▶ _Aim of the task_: Copy every line from the records that holds the word "included".

▶ _Dataset content_:
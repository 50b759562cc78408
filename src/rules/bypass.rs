//! Bypass list merger
//!
//! The proxy keeps its own settings document with a fenced `bypassText: |`
//! block listing destinations that should be reached directly. This module
//! rewrites only that block, merging a fixed set of network-local exclusions
//! with the synchronized domain rules, and preserves every byte outside it.
//!
//! The document is modeled as a sequence of top-level blocks (a header line
//! plus its indented/blank continuation lines); every block except the bypass
//! one is opaque.

use std::path::{Path, PathBuf};

use tracing::{info, warn};

use crate::error::{Result, RuleSyncError};

/// Header of the block this module owns
const BYPASS_KEY: &str = "bypassText:";

/// Network-local exclusions always present in the merged list
pub const STATIC_BYPASS_RULES: [&str; 13] = [
    "localhost",
    "127.*",
    "10.*",
    "172.16.*",
    "172.17.*",
    "172.18.*",
    "172.19.*",
    "172.20.*",
    "172.21.*",
    "172.22.*",
    "172.23.*",
    "192.168.*",
    "<local>",
];

/// One top-level block: a header line plus everything indented beneath it.
/// Both parts keep their original bytes, line endings included.
#[derive(Debug, Clone)]
struct Block {
    /// Raw header line with its line ending; empty for a headerless leading
    /// block of blank/indented lines
    header: String,
    /// Raw continuation lines
    body: String,
}

impl Block {
    fn is_bypass(&self) -> bool {
        self.header.starts_with(BYPASS_KEY)
    }
}

/// A settings document split into opaque top-level blocks
#[derive(Debug, Clone)]
pub struct SettingsDocument {
    blocks: Vec<Block>,
}

impl SettingsDocument {
    /// Split `text` into top-level blocks. A line starting at column zero
    /// opens a new block; blank and indented lines continue the current one.
    pub fn parse(text: &str) -> Self {
        let mut blocks: Vec<Block> = Vec::new();

        for line in text.split_inclusive('\n') {
            let bare = line.trim_end_matches(['\n', '\r']);
            let is_top_level =
                !bare.is_empty() && !bare.starts_with(' ') && !bare.starts_with('\t');

            if is_top_level {
                blocks.push(Block {
                    header: line.to_string(),
                    body: String::new(),
                });
            } else if let Some(last) = blocks.last_mut() {
                last.body.push_str(line);
            } else {
                // Leading blank/indented lines become a headerless block
                blocks.push(Block {
                    header: String::new(),
                    body: line.to_string(),
                });
            }
        }

        Self { blocks }
    }

    /// Reassemble the document. Parsing followed by rendering reproduces the
    /// input byte for byte.
    pub fn render(&self) -> String {
        let mut out = String::new();
        for block in &self.blocks {
            out.push_str(&block.header);
            out.push_str(&block.body);
        }
        out
    }

    /// Replace the interior of the bypass block with `body` (unindented),
    /// indenting every line by one level under the preserved header.
    pub fn replace_bypass(&mut self, body: &str) -> Result<()> {
        let block = self
            .blocks
            .iter_mut()
            .find(|b| b.is_bypass())
            .ok_or_else(|| RuleSyncError::NotFound("bypassText block".to_string()))?;

        // Header must be followed by exactly one newline before the content
        if !block.header.ends_with('\n') {
            block.header.push('\n');
        }

        let mut indented = String::new();
        for line in body.lines() {
            if line.is_empty() {
                continue;
            }
            indented.push_str("  ");
            indented.push_str(line);
            indented.push('\n');
        }
        block.body = indented;
        Ok(())
    }

    /// Interior lines of the bypass block, dedented, or `NotFound`
    pub fn bypass_body(&self) -> Result<String> {
        let block = self
            .blocks
            .iter()
            .find(|b| b.is_bypass())
            .ok_or_else(|| RuleSyncError::NotFound("bypassText block".to_string()))?;

        let mut out = String::new();
        for line in block.body.lines() {
            out.push_str(line.strip_prefix("  ").unwrap_or(line));
            out.push('\n');
        }
        Ok(out)
    }
}

/// Parse a domain rule text in either supported shape: a native `payload:`
/// list with quoted `- 'item'` entries, or one bare hostname per line. Blank
/// lines and `#` comments are skipped.
pub fn parse_domain_rules(rules_text: &str) -> Vec<String> {
    let mut domains = Vec::new();
    let mut in_payload = false;

    for line in rules_text.lines() {
        let line = line.trim();
        if line.is_empty() || line.starts_with('#') {
            continue;
        }
        if line.starts_with("payload:") {
            in_payload = true;
            continue;
        }

        // Outside a payload section, lines carrying a key are other YAML
        // structure, not rules.
        if !in_payload && line.contains(':') {
            continue;
        }

        if let Some(item) = line.strip_prefix('-') {
            let item = item.trim().trim_matches(|c| c == '\'' || c == '"');
            if !item.is_empty() {
                domains.push(item.to_string());
            }
        } else {
            domains.push(line.to_string());
        }
    }

    domains
}

/// Build the replacement bypass body: the `bypass:` list header, the 13
/// static exclusions, then every synchronized domain.
fn build_bypass_body(domains: &[String]) -> String {
    let mut lines = Vec::with_capacity(1 + STATIC_BYPASS_RULES.len() + domains.len());
    lines.push("bypass:".to_string());
    for rule in STATIC_BYPASS_RULES {
        lines.push(format!("  - {}", rule));
    }
    for domain in domains {
        lines.push(format!("  - {}", domain));
    }
    lines.join("\n")
}

/// Header-then-indented-content shape check on the rendered document
fn structure_ok(rendered: &str) -> bool {
    let mut lines = rendered.lines();
    while let Some(line) = lines.next() {
        if line.starts_with(BYPASS_KEY) {
            return matches!(lines.next(), Some(next) if next.starts_with("  ") && !next.trim().is_empty());
        }
    }
    false
}

/// Merge `domain_rules` into the settings file at `path`.
///
/// Fails with `NotFound` when the document has no bypass block (the merger
/// never creates the section). A failed post-replace shape check triggers one
/// corrective rewrite; if that also fails the best-effort output is still
/// written.
pub async fn sync_from_domain_list(path: &Path, domain_rules: &str) -> Result<()> {
    let settings = tokio::fs::read_to_string(path).await?;

    let domains = parse_domain_rules(domain_rules);
    info!(
        "Merging {} synchronized domains with {} static exclusions",
        domains.len(),
        STATIC_BYPASS_RULES.len()
    );

    let mut doc = SettingsDocument::parse(&settings);
    doc.replace_bypass(&build_bypass_body(&domains))?;

    let mut rendered = doc.render();
    if !structure_ok(&rendered) {
        warn!("Merged settings failed the shape check, attempting correction");
        let marker = format!("{} |\nbypass:", BYPASS_KEY);
        let fixed = format!("{} |\n  bypass:", BYPASS_KEY);
        rendered = rendered.replacen(&marker, &fixed, 1);
        if !structure_ok(&rendered) {
            warn!("Correction failed, writing best-effort output");
        }
    }

    tokio::fs::write(path, rendered).await?;
    info!("Bypass list updated in {}", path.display());
    Ok(())
}

/// Domains currently present in a settings document's bypass block (static
/// exclusions included)
pub fn extract_bypass_entries(settings: &str) -> Result<Vec<String>> {
    let doc = SettingsDocument::parse(settings);
    let body = doc.bypass_body()?;

    let mut entries = Vec::new();
    for line in body.lines() {
        let line = line.trim();
        if let Some(item) = line.strip_prefix('-') {
            let item = item.trim().trim_matches(|c| c == '\'' || c == '"');
            if !item.is_empty() {
                entries.push(item.to_string());
            }
        }
    }
    Ok(entries)
}

/// Locate the proxy's settings document. `RULESYNC_SETTINGS_PATH` overrides
/// detection; otherwise the platform candidate paths are probed in order.
pub fn settings_path() -> Option<PathBuf> {
    if let Ok(path) = std::env::var("RULESYNC_SETTINGS_PATH") {
        let path = PathBuf::from(path);
        return path.exists().then_some(path);
    }

    let mut candidates = Vec::new();
    if let Some(home) = dirs::home_dir() {
        candidates.push(home.join(".config").join("clash").join("cfw-settings.yaml"));
    }
    if let Ok(appdata) = std::env::var("APPDATA") {
        candidates.push(
            PathBuf::from(appdata)
                .join("Clash for Windows")
                .join("cfw-settings.yaml"),
        );
    }

    candidates.into_iter().find(|p| p.exists())
}

#[cfg(test)]
mod tests {
    use super::*;
    use tempfile::TempDir;

    const SAMPLE_SETTINGS: &str = "\
# managed by the proxy
startAtLogin: false
bypassText: |
  bypass:
    - localhost
    - old.example.com
mixinText: |
  mixin:
    script:
      code: ''
proxyPort: 7890
";

    #[test]
    fn test_parse_render_is_byte_identical() {
        let doc = SettingsDocument::parse(SAMPLE_SETTINGS);
        assert_eq!(doc.render(), SAMPLE_SETTINGS);

        // No trailing newline either
        let trimmed = SAMPLE_SETTINGS.trim_end();
        let doc = SettingsDocument::parse(trimmed);
        assert_eq!(doc.render(), trimmed);
    }

    #[test]
    fn test_parse_render_with_leading_blank_lines() {
        let text = "\n\n# comment\nkey: value\n  nested: true\n";
        let doc = SettingsDocument::parse(text);
        assert_eq!(doc.render(), text);
    }

    #[test]
    fn test_replace_bypass_preserves_other_blocks() {
        let mut doc = SettingsDocument::parse(SAMPLE_SETTINGS);
        doc.replace_bypass("bypass:\n  - 127.*").unwrap();
        let rendered = doc.render();

        assert!(rendered.contains("bypassText: |\n  bypass:\n    - 127.*\n"));
        assert!(!rendered.contains("old.example.com"));
        // Bytes outside the block untouched
        assert!(rendered.starts_with("# managed by the proxy\nstartAtLogin: false\n"));
        assert!(rendered.contains("mixinText: |\n  mixin:\n    script:\n      code: ''\nproxyPort: 7890\n"));
    }

    #[test]
    fn test_replace_bypass_missing_block_is_not_found() {
        let mut doc = SettingsDocument::parse("proxyPort: 7890\n");
        let err = doc.replace_bypass("bypass:").unwrap_err();
        assert!(matches!(err, RuleSyncError::NotFound(_)));
    }

    #[test]
    fn test_parse_domain_rules_payload_shape() {
        let text = "\
# comment
payload:
  - 'example.com'
  - \"foo.cn\"
  - bar.org
";
        assert_eq!(
            parse_domain_rules(text),
            vec!["example.com", "foo.cn", "bar.org"]
        );
    }

    #[test]
    fn test_parse_domain_rules_flat_shape() {
        let text = "example.com\n\n# skip me\nfoo.cn\n";
        assert_eq!(parse_domain_rules(text), vec!["example.com", "foo.cn"]);
    }

    #[test]
    fn test_parse_domain_rules_skips_foreign_keys() {
        let text = "behavior: domain\ninterval: 86400\npayload:\n  - 'a.com'\n";
        assert_eq!(parse_domain_rules(text), vec!["a.com"]);
    }

    #[tokio::test]
    async fn test_merge_round_trip() {
        let dir = TempDir::new().unwrap();
        let path = dir.path().join("cfw-settings.yaml");
        tokio::fs::write(&path, SAMPLE_SETTINGS).await.unwrap();

        let rules = "payload:\n  - 'b.example.com'\n  - 'a.example.com'\n";
        sync_from_domain_list(&path, rules).await.unwrap();

        let merged = tokio::fs::read_to_string(&path).await.unwrap();
        let entries = extract_bypass_entries(&merged).unwrap();

        let mut expected: Vec<String> =
            STATIC_BYPASS_RULES.iter().map(|s| s.to_string()).collect();
        expected.push("b.example.com".to_string());
        expected.push("a.example.com".to_string());
        assert_eq!(entries, expected);

        // Merge is idempotent with respect to re-extraction
        sync_from_domain_list(&path, rules).await.unwrap();
        let again = tokio::fs::read_to_string(&path).await.unwrap();
        assert_eq!(extract_bypass_entries(&again).unwrap(), expected);
    }

    #[tokio::test]
    async fn test_merge_without_block_fails_not_found() {
        let dir = TempDir::new().unwrap();
        let path = dir.path().join("cfw-settings.yaml");
        tokio::fs::write(&path, "proxyPort: 7890\n").await.unwrap();

        let err = sync_from_domain_list(&path, "a.com\n").await.unwrap_err();
        assert!(matches!(err, RuleSyncError::NotFound(_)));
    }

    #[test]
    fn test_structure_check() {
        assert!(structure_ok("bypassText: |\n  bypass:\n    - localhost\n"));
        assert!(!structure_ok("bypassText: |\nbypass:\n"));
        assert!(!structure_ok("other: |\n  bypass:\n"));
    }
}
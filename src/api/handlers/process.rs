//! Proxy process handlers

use axum::extract::State;
use axum::response::IntoResponse;
use axum::Json;
use serde_json::json;
use tracing::info;

use crate::api::server::AppState;
use crate::error::RuleSyncError;

/// Force a proxy restart
pub async fn restart(State(state): State<AppState>) -> Result<impl IntoResponse, RuleSyncError> {
    info!("Proxy restart requested");
    state.recovery.restart().await?;

    Ok(Json(json!({
        "status": "restarted",
    })))
}
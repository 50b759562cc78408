pub mod process;
pub mod provider;
pub mod sync;

pub use process::*;
pub use provider::*;
pub use sync::*;
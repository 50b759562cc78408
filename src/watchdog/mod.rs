//! Proxy process supervision: presence monitoring and recovery

pub mod launch;
pub mod monitor;
pub mod recovery;

pub use monitor::{MonitorConfig, MonitorHandle, ProcessMonitor};
pub use recovery::{RecoveryConfig, RecoveryManager};

/// Process names the proxy is known to run under
pub const KNOWN_PROCESS_NAMES: [&str; 7] = [
    "clash",
    "clash-windows",
    "clash-win64",
    "clash for windows",
    "clash.meta",
    "clash-verge",
    "mihomo",
];

/// Exact match against the known-names list, ignoring case and a trailing
/// `.exe`. Used by the presence monitor.
pub fn is_known_process(name: &str) -> bool {
    let name = name.to_lowercase();
    let name = name.strip_suffix(".exe").unwrap_or(&name);
    KNOWN_PROCESS_NAMES.contains(&name)
}

/// Loose substring match. Used by recovery, which must also catch renamed
/// or suffixed binaries it is about to terminate.
pub fn matches_known_process(name: &str) -> bool {
    let name = name.to_lowercase();
    KNOWN_PROCESS_NAMES.iter().any(|known| name.contains(known))
}

#[cfg(test)]
mod tests {
    use super::*;

    #[test]
    fn test_exact_match_handles_case_and_exe_suffix() {
        assert!(is_known_process("clash"));
        assert!(is_known_process("Clash.Meta.exe"));
        assert!(is_known_process("Clash for Windows"));
        assert!(!is_known_process("clashd"));
        assert!(!is_known_process("firefox"));
    }

    #[test]
    fn test_loose_match_catches_suffixed_names() {
        assert!(matches_known_process("clash-verge-service"));
        assert!(matches_known_process("mihomo-alpha"));
        assert!(!matches_known_process("flash"));
    }
}
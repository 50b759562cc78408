//! Rule fetcher
//!
//! Downloads one named rule source over HTTP and normalizes the body into
//! the proxy's rule-file format. Sources hosted on the jsdelivr CDN get a
//! deterministic chain of mirror rewrites; every candidate URL is retried a
//! fixed number of times before the next one is attempted.

use std::path::Path;
use std::time::Duration;

use tracing::{info, warn};

use crate::error::{Result, RuleSyncError};
use crate::models::RuleProvider;

const USER_AGENT: &str = "Mozilla/5.0 (Windows NT 10.0; Win64; x64) AppleWebKit/537.36 \
     (KHTML, like Gecko) Chrome/91.0.4472.124 Safari/537.36";

/// Markers identifying content already in the proxy's native rule format
const NATIVE_MARKERS: [&str; 4] = ["payload:", "bypass:", "domain:", "ip-cidr:"];

/// Fetcher retry/validation policy
#[derive(Clone)]
pub struct FetcherConfig {
    /// Tries per candidate URL
    pub max_tries: u32,
    /// Fixed delay between tries
    pub retry_delay: Duration,
    /// Bodies shorter than this are treated as invalid content
    pub min_body_bytes: usize,
    /// Overall request timeout
    pub request_timeout: Duration,
}

impl Default for FetcherConfig {
    fn default() -> Self {
        Self {
            max_tries: 3,
            retry_delay: Duration::from_secs(3),
            min_body_bytes: 10,
            request_timeout: Duration::from_secs(45),
        }
    }
}

/// Downloads and normalizes rule files
pub struct RuleFetcher {
    client: reqwest::Client,
    config: FetcherConfig,
}

impl RuleFetcher {
    pub fn new(config: FetcherConfig) -> Self {
        let client = reqwest::Client::builder()
            .timeout(config.request_timeout)
            .user_agent(USER_AGENT)
            .build()
            .unwrap_or_default();

        Self { client, config }
    }

    /// Download `provider`'s rules and write the normalized file to
    /// `output_path`. Fails only after every candidate URL is exhausted,
    /// returning the last observed error with context.
    pub async fn fetch(&self, provider: &RuleProvider, output_path: &Path) -> Result<()> {
        if let Some(parent) = output_path.parent() {
            tokio::fs::create_dir_all(parent).await?;
        }

        let candidates = mirror_candidates(&provider.url);
        let mut last_err: Option<RuleSyncError> = None;

        for (index, url) in candidates.iter().enumerate() {
            info!(
                "Fetching rules for {} from source #{} ({})",
                provider.name,
                index + 1,
                url
            );

            for attempt in 1..=self.config.max_tries {
                match self.download(url).await {
                    Ok(body) => {
                        self.write_rules(provider, output_path, &body).await?;
                        info!(
                            "Fetched rules for {} from source #{}",
                            provider.name,
                            index + 1
                        );
                        return Ok(());
                    }
                    Err(e) => {
                        warn!(
                            "Fetch {} from source #{} failed ({}/{}): {}",
                            provider.name, index + 1, attempt, self.config.max_tries, e
                        );
                        last_err = Some(e);
                        if attempt < self.config.max_tries {
                            tokio::time::sleep(self.config.retry_delay).await;
                        }
                    }
                }
            }

            warn!(
                "All tries exhausted for {} on source #{}, moving on",
                provider.name,
                index + 1
            );
        }

        Err(with_context(
            last_err.unwrap_or_else(|| {
                RuleSyncError::Internal("no candidate URLs".to_string())
            }),
            &format!("downloading {} failed from all sources", provider.name),
        ))
    }

    /// One download try: transport errors, non-200 statuses and too-short
    /// bodies all fail the try.
    async fn download(&self, url: &str) -> Result<String> {
        let response = self
            .client
            .get(url)
            .header("Accept", "text/plain,text/html,application/xml;q=0.9,*/*;q=0.8")
            .header("Connection", "close")
            .send()
            .await
            .map_err(|e| {
                let text = e.to_string();
                // Early connection closes show up as EOF-ish transport
                // errors; retried identically to any other transient failure.
                if text.contains("connection closed") || text.contains("EOF") {
                    RuleSyncError::TransientNetwork(format!("connection closed early: {}", text))
                } else {
                    RuleSyncError::TransientNetwork(text)
                }
            })?;

        let status = response.status();
        if status != reqwest::StatusCode::OK {
            return Err(RuleSyncError::Http(format!("status {}", status.as_u16())));
        }

        let body = response.text().await?;
        if body.len() < self.config.min_body_bytes {
            return Err(RuleSyncError::ContentInvalid(format!(
                "body too small ({} bytes)",
                body.len()
            )));
        }

        Ok(body)
    }

    async fn write_rules(
        &self,
        provider: &RuleProvider,
        output_path: &Path,
        body: &str,
    ) -> Result<()> {
        let content = if has_native_marker(body) {
            body.to_string()
        } else {
            normalize_rules(body, &provider.name)
        };
        tokio::fs::write(output_path, content).await?;
        Ok(())
    }
}

/// Candidate URLs in fixed order: the source itself, then — for jsdelivr
/// sources — the fastgit mirror, the fastly edge domain, and the raw GitHub
/// origin.
pub fn mirror_candidates(url: &str) -> Vec<String> {
    let mut urls = vec![url.to_string()];

    if url.contains("cdn.jsdelivr.net") {
        urls.push(url.replacen("cdn.jsdelivr.net/gh", "raw.fastgit.org", 1));
        urls.push(url.replacen("cdn.jsdelivr.net", "fastly.jsdelivr.net", 1));

        if let Some((_, rest)) = url.split_once("cdn.jsdelivr.net/gh/") {
            urls.push(format!("https://raw.githubusercontent.com/{}", rest));
        }
    }

    urls
}

fn has_native_marker(content: &str) -> bool {
    NATIVE_MARKERS.iter().any(|m| content.contains(m))
}

/// Re-emit a plain rule list as a `payload:` YAML list, one entry per
/// non-empty, non-comment line. An empty result still gets a header plus an
/// explanatory comment rather than an empty file.
fn normalize_rules(content: &str, provider_name: &str) -> String {
    let tokens: Vec<&str> = content
        .lines()
        .map(str::trim)
        .filter(|line| !line.is_empty() && !line.starts_with('#'))
        .collect();

    let mut out = String::from("payload:\n");
    if tokens.is_empty() {
        out.push_str(&format!("  # empty rule file - {}\n", provider_name));
    } else {
        for token in tokens {
            out.push_str(&format!("  - '{}'\n", token));
        }
    }
    out
}

/// Wrap an error with context, keeping its taxonomy
fn with_context(err: RuleSyncError, context: &str) -> RuleSyncError {
    match err {
        RuleSyncError::TransientNetwork(msg) => {
            RuleSyncError::TransientNetwork(format!("{}: {}", context, msg))
        }
        RuleSyncError::ContentInvalid(msg) => {
            RuleSyncError::ContentInvalid(format!("{}: {}", context, msg))
        }
        RuleSyncError::Http(msg) => RuleSyncError::Http(format!("{}: {}", context, msg)),
        other => other,
    }
}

▶ _Output for this task_:
/// Both parts keep their original bytes, line endings included.
/// exclusions included)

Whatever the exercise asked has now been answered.